Wednesday, August 10, 2016

What They’re Doing to Bill McKibben

8/10/2016—On Sunday, Bill McKibben published an op-ed on how he is being followed and how maybe his daughter is also being followed. Apparently a GOP opposition research group has decided to follow him and one other environmental leader to get embarrassing pictures. The pictures are meant to show that McKibben is a hypocrite—he uses plastic bags for shopping when he forgets to bring cloth etc.

McKibben wanted to make the point that we are living in the world of choices corporate power has given us—he mentions Exxon. That is, we have to fly because corporations have blocked fast trains, for example. And to change that world, we have to live in it. So, McKibben wants to show the context.

But I am more interested in a minor comment he makes. McKibben is not sure that his daughter is being followed. “When my daughter reports someone taking pictures of her at the airport, it drives me nuts.
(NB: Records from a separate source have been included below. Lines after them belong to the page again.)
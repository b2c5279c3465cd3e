//! Sync checkpoint and conflict log repository

#![allow(clippy::cast_possible_wrap)] // SQLite uses i64 for LIMIT

use std::collections::HashMap;

use serde::de::DeserializeOwned;

use crate::error::Result;
use crate::models::ConflictLogEntry;
use crate::sync::SyncConflict;
use libsql::{params, Connection, Row};

/// Trait for per-profile sync bookkeeping (async)
#[allow(async_fn_in_trait)]
pub trait SyncStateRepository {
    /// Last successful sync per profile id
    async fn checkpoints(&self) -> Result<HashMap<String, i64>>;

    async fn save_checkpoint(&self, profile_id: &str, timestamp: i64) -> Result<()>;

    /// Forget a profile's checkpoint so its next session re-diffs everything
    async fn clear_checkpoint(&self, profile_id: &str) -> Result<bool>;

    async fn append_conflicts(
        &self,
        profile_id: &str,
        conflicts: &[SyncConflict],
        resolved_at: i64,
    ) -> Result<()>;

    /// Most recent conflicts first
    async fn list_conflicts(&self, limit: usize) -> Result<Vec<ConflictLogEntry>>;
}

/// libSQL implementation of `SyncStateRepository`
pub struct LibSqlSyncStateRepository<'a> {
    conn: &'a Connection,
}

impl<'a> LibSqlSyncStateRepository<'a> {
    pub const fn new(conn: &'a Connection) -> Self {
        Self { conn }
    }

    fn parse_conflict(row: &Row) -> Result<ConflictLogEntry> {
        Ok(ConflictLogEntry {
            id: row.get(0)?,
            profile_id: row.get(1)?,
            entity_kind: row.get::<String>(2)?.parse()?,
            entity_id: row.get(3)?,
            conflict_kind: parse_label(&row.get::<String>(4)?)?,
            local_change: parse_label(&row.get::<String>(5)?)?,
            remote_change: parse_label(&row.get::<String>(6)?)?,
            local_timestamp: row.get(7)?,
            remote_timestamp: row.get(8)?,
            resolution: parse_label(&row.get::<String>(9)?)?,
            resolved_at: row.get(10)?,
        })
    }
}

/// Parse a snake_case enum label stored as text
fn parse_label<T: DeserializeOwned>(label: &str) -> Result<T> {
    Ok(serde_json::from_value(serde_json::Value::String(
        label.to_string(),
    ))?)
}

impl SyncStateRepository for LibSqlSyncStateRepository<'_> {
    async fn checkpoints(&self) -> Result<HashMap<String, i64>> {
        let mut rows = self
            .conn
            .query("SELECT profile_id, last_sync_at FROM sync_checkpoints", ())
            .await?;

        let mut checkpoints = HashMap::new();
        while let Some(row) = rows.next().await? {
            checkpoints.insert(row.get::<String>(0)?, row.get::<i64>(1)?);
        }
        Ok(checkpoints)
    }

    async fn save_checkpoint(&self, profile_id: &str, timestamp: i64) -> Result<()> {
        self.conn
            .execute(
                "INSERT INTO sync_checkpoints (profile_id, last_sync_at) VALUES (?1, ?2)
                 ON CONFLICT(profile_id) DO UPDATE SET last_sync_at = excluded.last_sync_at",
                params![profile_id, timestamp],
            )
            .await?;
        Ok(())
    }

    async fn clear_checkpoint(&self, profile_id: &str) -> Result<bool> {
        let rows = self
            .conn
            .execute(
                "DELETE FROM sync_checkpoints WHERE profile_id = ?1",
                params![profile_id],
            )
            .await?;
        Ok(rows > 0)
    }

    async fn append_conflicts(
        &self,
        profile_id: &str,
        conflicts: &[SyncConflict],
        resolved_at: i64,
    ) -> Result<()> {
        for conflict in conflicts {
            self.conn
                .execute(
                    "INSERT INTO sync_conflicts (
                        profile_id, entity_kind, entity_id, conflict_kind,
                        local_change, remote_change, local_timestamp, remote_timestamp,
                        resolution, resolved_at
                    ) VALUES (?1, ?2, ?3, ?4, ?5, ?6, ?7, ?8, ?9, ?10)",
                    params![
                        profile_id,
                        conflict.local.entity_kind().as_str(),
                        conflict.local.id(),
                        conflict.kind.as_str(),
                        conflict.local.change_kind().as_str(),
                        conflict.remote.change_kind().as_str(),
                        conflict.local.timestamp(),
                        conflict.remote.timestamp(),
                        conflict.resolution.as_str(),
                        resolved_at
                    ],
                )
                .await?;
        }
        Ok(())
    }

    async fn list_conflicts(&self, limit: usize) -> Result<Vec<ConflictLogEntry>> {
        let mut rows = self
            .conn
            .query(
                "SELECT id, profile_id, entity_kind, entity_id, conflict_kind,
                        local_change, remote_change, local_timestamp, remote_timestamp,
                        resolution, resolved_at
                 FROM sync_conflicts
                 ORDER BY resolved_at DESC, id DESC
                 LIMIT ?1",
                params![limit as i64],
            )
            .await?;

        let mut entries = Vec::new();
        while let Some(row) = rows.next().await? {
            entries.push(Self::parse_conflict(&row)?);
        }
        Ok(entries)
    }
}

#[cfg(test)]
mod tests {
    use super::*;
    use crate::db::Database;
    use crate::models::Note;
    use crate::sync::{detect, ChangeKind, ChangePayload, ChangeRecord, ConflictKind, ConflictResolver, Resolution};
    use pretty_assertions::assert_eq;

    #[tokio::test(flavor = "multi_thread")]
    async fn test_checkpoints_upsert_and_clear() {
        let db = Database::open_in_memory().await.unwrap();
        let repo = LibSqlSyncStateRepository::new(db.connection());

        repo.save_checkpoint("usb", 10).await.unwrap();
        repo.save_checkpoint("usb", 20).await.unwrap();
        repo.save_checkpoint("server", 5).await.unwrap();

        let checkpoints = repo.checkpoints().await.unwrap();
        assert_eq!(checkpoints.get("usb"), Some(&20));
        assert_eq!(checkpoints.len(), 2);

        assert!(repo.clear_checkpoint("usb").await.unwrap());
        assert!(!repo.clear_checkpoint("usb").await.unwrap());
        assert_eq!(repo.checkpoints().await.unwrap().len(), 1);
    }

    #[tokio::test(flavor = "multi_thread")]
    async fn test_conflict_log_roundtrip() {
        let db = Database::open_in_memory().await.unwrap();
        let repo = LibSqlSyncStateRepository::new(db.connection());

        let note = Note::new("shared", "");
        let local = ChangeRecord::updated(ChangePayload::Note(note.clone()), 10);
        let remote = ChangeRecord::updated(ChangePayload::Note(note.clone()), 20);
        let mut conflicts = detect(&[local], &[remote]);
        ConflictResolver::default().resolve_all(&mut conflicts);

        repo.append_conflicts("usb", &conflicts, 99).await.unwrap();

        let entries = repo.list_conflicts(10).await.unwrap();
        assert_eq!(entries.len(), 1);
        let entry = &entries[0];
        assert_eq!(entry.profile_id, "usb");
        assert_eq!(entry.entity_id, note.id.as_str());
        assert_eq!(entry.conflict_kind, ConflictKind::ConcurrentModification);
        assert_eq!(entry.local_change, ChangeKind::Updated);
        assert_eq!(entry.resolution, Resolution::KeepRemote);
        assert_eq!(entry.winning_timestamp(), 20);
        assert_eq!(entry.resolved_at, 99);
    }
}
#[async_trait]
impl EntityStore for LocalStore {
    async fn modified_since(
        &self,
        kind: EntityKind,
        since: Option<i64>,
    ) -> Result<Vec<ChangePayload>> {
        let db = self.db.lock().await;
        let conn = db.connection();
        match kind {
            EntityKind::Note => Ok(LibSqlNoteRepository::new(conn)
                .modified_since(since)
                .await?
                .into_iter()
                .map(ChangePayload::Note)
                .collect()),
            EntityKind::Folder => Ok(LibSqlFolderRepository::new(conn)
                .modified_since(since)
                .await?
                .into_iter()
                .map(ChangePayload::Folder)
                .collect()),
            EntityKind::Media => {
                let items = LibSqlMediaRepository::new(conn).modified_since(since).await?;
                drop(db);
                let mut payloads = Vec::with_capacity(items.len());
                for item in items {
                    let blob = self.blobs.read(&item.id).await?;
                    if blob.is_none() {
                        tracing::warn!("Media {} has no stored content", item.id);
                    }
                    payloads.push(ChangePayload::Media { item, blob });
                }
                Ok(payloads)
            }
        }
    }

    async fn tombstones_since(&self, since: Option<i64>) -> Result<Vec<Tombstone>> {
        let db = self.db.lock().await;
        LibSqlTombstoneRepository::new(db.connection())
            .since(since)
            .await
    }

    async fn apply_remote(
        &self,
        profile_id: &str,
        changes: &[ChangeRecord],
        conflicts: &[SyncConflict],
    ) -> Result<()> {
        if changes.is_empty() && conflicts.is_empty() {
            return Ok(());
        }

        {
            let db = self.db.lock().await;
            let conn = db.connection();
            conn.execute("BEGIN TRANSACTION", ()).await?;
            if let Err(error) = apply_in(conn, profile_id, changes, conflicts).await {
                conn.execute("ROLLBACK", ()).await.ok();
                return Err(error);
            }
            if let Err(error) = conn.execute("COMMIT", ()).await {
                conn.execute("ROLLBACK", ()).await.ok();
                return Err(error.into());
            }
        }

        // Content follows committed metadata; a failure here leaves the
        // session unacknowledged, so the records arrive again.
        for record in changes {
            match record.payload() {
                Some(ChangePayload::Media {
                    item,
                    blob: Some(bytes),
                }) => self.blobs.write(&item.id, bytes).await?,
                Some(ChangePayload::Media { item, blob: None }) => {
                    tracing::warn!("Saved media {} without content", item.id);
                }
                None if record.entity_kind() == EntityKind::Media => {
                    let media_id: MediaId = parse_entity_id(EntityKind::Media, record.id())?;
                    self.blobs.remove(&media_id).await?;
                }
                _ => {}
            }
        }

        tracing::debug!(
            "Applied {} remote change(s) and logged {} conflict(s) for {profile_id}",
            changes.len(),
            conflicts.len()
        );
        Ok(())
    }
}

/// Local entities not listed in `keep`, children before parents.
async fn stale_entities(
    conn: &libsql::Connection,
    keep: &HashSet<(EntityKind, String)>,
) -> Result<Vec<(EntityKind, String)>> {
    let mut ids = Vec::new();
    for item in LibSqlMediaRepository::new(conn).list().await? {
        ids.push((EntityKind::Media, item.id.as_str()));
    }
    for note in LibSqlNoteRepository::new(conn).modified_since(None).await? {
        ids.push((EntityKind::Note, note.id.as_str()));
    }
    for folder in LibSqlFolderRepository::new(conn).list().await? {
        ids.push((EntityKind::Folder, folder.id.as_str()));
    }
    ids.retain(|entry| !keep.contains(entry));
    Ok(ids)
}

/// Statements of one restore; the caller owns the transaction.
async fn restore_in(
    conn: &libsql::Connection,
    stale: &[(EntityKind, String)],
    entities: &[ChangePayload],
) -> Result<()> {
    let removed_at = unix_millis_now();
    for (kind, id) in stale {
        delete_in(conn, *kind, id, removed_at).await?;
    }
    for payload in entities {
        save_in(conn, payload).await?;
    }

    let checkpoints = LibSqlSyncStateRepository::new(conn);
    for profile_id in checkpoints.checkpoints().await?.keys() {
        checkpoints.clear_checkpoint(profile_id).await?;
    }
    Ok(())
}

/// Statements of one remote apply; the caller owns the transaction.
async fn apply_in(
    conn: &libsql::Connection,
    profile_id: &str,
    changes: &[ChangeRecord],
    conflicts: &[SyncConflict],
) -> Result<()> {
    for record in changes {
        match record.payload() {
            Some(payload) => save_in(conn, payload).await?,
            None => {
                delete_in(conn, record.entity_kind(), record.id(), record.timestamp()).await?;
            }
        }
    }
    if !conflicts.is_empty() {
        LibSqlSyncStateRepository::new(conn)
            .append_conflicts(profile_id, conflicts, unix_millis_now())
            .await?;
    }
    Ok(())
}

async fn save_in(conn: &libsql::Connection, payload: &ChangePayload) -> Result<()> {
    LibSqlTombstoneRepository::new(conn)
        .clear(payload.entity_kind(), &payload.entity_id())
        .await?;
    match payload {
        ChangePayload::Note(note) => LibSqlNoteRepository::new(conn).upsert(note).await,
        ChangePayload::Folder(folder) => LibSqlFolderRepository::new(conn).upsert(folder).await,
        ChangePayload::Media { item, .. } => LibSqlMediaRepository::new(conn).upsert(item).await,
    }
}

async fn delete_in(
    conn: &libsql::Connection,
    kind: EntityKind,
    id: &str,
    deleted_at: i64,
) -> Result<bool> {
    LibSqlTombstoneRepository::new(conn)
        .record(kind, id, deleted_at)
        .await?;

    match kind {
        EntityKind::Note => {
            LibSqlNoteRepository::new(conn)
                .delete(&parse_entity_id(kind, id)?)
                .await
        }
        EntityKind::Folder => {
            let folder_id: FolderId = parse_entity_id(kind, id)?;
            // Orphans stay reachable and their move propagates next session
            let now = unix_millis_now();
            let notes = LibSqlNoteRepository::new(conn)
                .detach_folder(&folder_id, now)
                .await?;
            let folders = LibSqlFolderRepository::new(conn);
            let children = folders.detach_children(&folder_id, now).await?;
            if notes + children > 0 {
                tracing::info!(
                    "Moved {notes} note(s) and {children} folder(s) out of deleted folder {folder_id}"
                );
            }
            folders.delete(&folder_id).await
        }
        EntityKind::Media => {
            LibSqlMediaRepository::new(conn)
                .delete(&parse_entity_id(kind, id)?)
                .await
        }
    }
}

#[async_trait]
impl CheckpointStore for LocalStore {
    async fn load_checkpoints(&self) -> Result<HashMap<String, i64>> {
        self.list_checkpoints().await
    }

    async fn save_checkpoint(&self, profile_id: &str, timestamp: i64) -> Result<()> {
        let db = self.db.lock().await;
        LibSqlSyncStateRepository::new(db.connection())
            .save_checkpoint(profile_id, timestamp)
            .await
    }
}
I have no idea if it’s actually this outfit; common decency would suggest otherwise, but that seems an increasingly rare commodity.”

Common decency is an increasingly rare commodity. But I wish McKibben had admitted that in this regard at least, the environmental movement is no different. The left demonizes the corporate leadership at Exxon. They are just liars and criminals—knowing the truth about global warming, they have deliberately misled the nation for their own profit. They will be responsible for many, many deaths.

As I write those words, I am certain that this is the attitude on the left because this is my attitude. But if I believe my opponents are evil, I cannot be surprised if my opponents feel the same way. Even if I am right about them, I should not pretend that they are overly zealous but I am not.

In other words, if I could change Exxon’s policies by following the CEO and his family around with a camera, wouldn’t I do it? Of course I would.

Since common decency is in short supply in our political life, we are going to have to pay very careful attention to our own characters. Since we are not going to change our behaviors, changing our candor might be a good starting point.